[Directions for this task] What you return must match the records exactly.
Data in this exercise: Begin
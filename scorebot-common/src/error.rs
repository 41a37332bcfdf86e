// ================================================================
// File: scorebot-common/src/error.rs
// ================================================================

use thiserror::Error;

#[derive(Debug, Error)]
pub enum Error {
    #[error("Not found error: {0}")]
    NotFound(String),

    /// No credential record has been persisted yet. Recoverable: run the
    /// authorization flow and the startup poll will pick it up.
    #[error("No persisted credential found; authorization required")]
    CredentialMissing,

    #[error("Credential expired and no refresh token is available; re-authorize")]
    CredentialExpiredNoRefresh,

    #[error("Token refresh failed (HTTP {status:?}): {body}")]
    RefreshFailed {
        status: Option<u16>,
        body: String,
    },

    #[error("Upstream request to {endpoint} failed (HTTP {status}): {body}")]
    UpstreamRequestFailed {
        endpoint: String,
        status: u16,
        body: String,
    },

    #[error("Malformed command input: {0}")]
    MalformedCommandInput(String),

    #[error("Event stream transport closed")]
    TransportClosed,

    #[error("Database error: {0}")]
    Database(#[from] sqlx::Error),

    #[error("Migration error: {0}")]
    Migration(#[from] sqlx::migrate::MigrateError),

    #[error("HTTP error: {0}")]
    Http(#[from] reqwest::Error),

    #[error("JSON error: {0}")]
    Json(#[from] serde_json::Error),

    #[error("I/O error: {0}")]
    Io(#[from] std::io::Error),

    #[error("Platform error: {0}")]
    Platform(String),

    #[error("Authentication error: {0}")]
    Auth(String),

    #[error("Parse error: {0}")]
    Parse(String),

    #[error("Timeout error: {0}")]
    Timeout(#[from] tokio::time::error::Elapsed),

    #[error("Event bus error: {0}")]
    EventBus(String),
}

impl Error {
    /// True for the credential failures the startup poll keeps retrying on.
    pub fn is_no_valid_credential(&self) -> bool {
        matches!(
            self,
            Error::CredentialMissing
                | Error::CredentialExpiredNoRefresh
                | Error::RefreshFailed { .. }
        )
    }
}
// File: scorebot-core/src/services/mod.rs

pub mod action_executor;
pub mod commands;
pub mod message_sender;

pub use action_executor::ActionExecutor;
pub use commands::{Action, CommandDispatcher, DispatchSettings};
pub use message_sender::{HelixMessenger, Messenger};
Data in this exercise: End
[Result of this task]
filename scorebot-common/src/error.rs
repository 41a37332bcfdf86e
// ================================================================
// File: scorebot-common/src/error.rs
// ================================================================

use thiserror::Error;

#[derive(Debug, Error)]
pub enum Error {
    #[error("Not found error: {0}")]
    NotFound(String),

    /// No credential record has been persisted yet. Recoverable: run the
    /// authorization flow and the startup poll will pick it up.
    #[error("No persisted credential found; authorization required")]
    CredentialMissing,

    #[error("Credential expired and no refresh token is available; re-authorize")]
    CredentialExpiredNoRefresh,

    #[error("Token refresh failed (HTTP {status:?}): {body}")]
    RefreshFailed {
        status: Option<u16>,
        body: String,
    },

    #[error("Upstream request to {endpoint} failed (HTTP {status}): {body}")]
    UpstreamRequestFailed {
        endpoint: String,
        status: u16,
        body: String,
    },

    #[error("Malformed command input: {0}")]
    MalformedCommandInput(String),

    #[error("Event stream transport closed")]
    TransportClosed,

    #[error("Database error: {0}")]
    Database(#[from] sqlx::Error),

    #[error("Migration error: {0}")]
    Migration(#[from] sqlx::migrate::MigrateError),

    #[error("HTTP error: {0}")]
    Http(#[from] reqwest::Error),

    #[error("JSON error: {0}")]
    Json(#[from] serde_json::Error),

    #[error("I/O error: {0}")]
    Io(#[from] std::io::Error),

    #[error("Platform error: {0}")]
    Platform(String),

    #[error("Authentication error: {0}")]
    Auth(String),

    #[error("Parse error: {0}")]
    Parse(String),

    #[error("Timeout error: {0}")]
    Timeout(#[from] tokio::time::error::Elapsed),

    #[error("Event bus error: {0}")]
    EventBus(String),
}

impl Error {
    /// True for the credential failures the startup poll keeps retrying on.
    pub fn is_no_valid_credential(&self) -> bool {
        matches!(
            self,
            Error::CredentialMissing
                | Error::CredentialExpiredNoRefresh
                | Error::RefreshFailed { .. }
        )
    }
}
// File: scorebot-core/src/services/mod.rs

pub mod action_executor;
pub mod commands;
pub mod message_sender;

pub use action_executor::ActionExecutor;
pub use commands::{Action, CommandDispatcher, DispatchSettings};
pub use message_sender::{HelixMessenger, Messenger};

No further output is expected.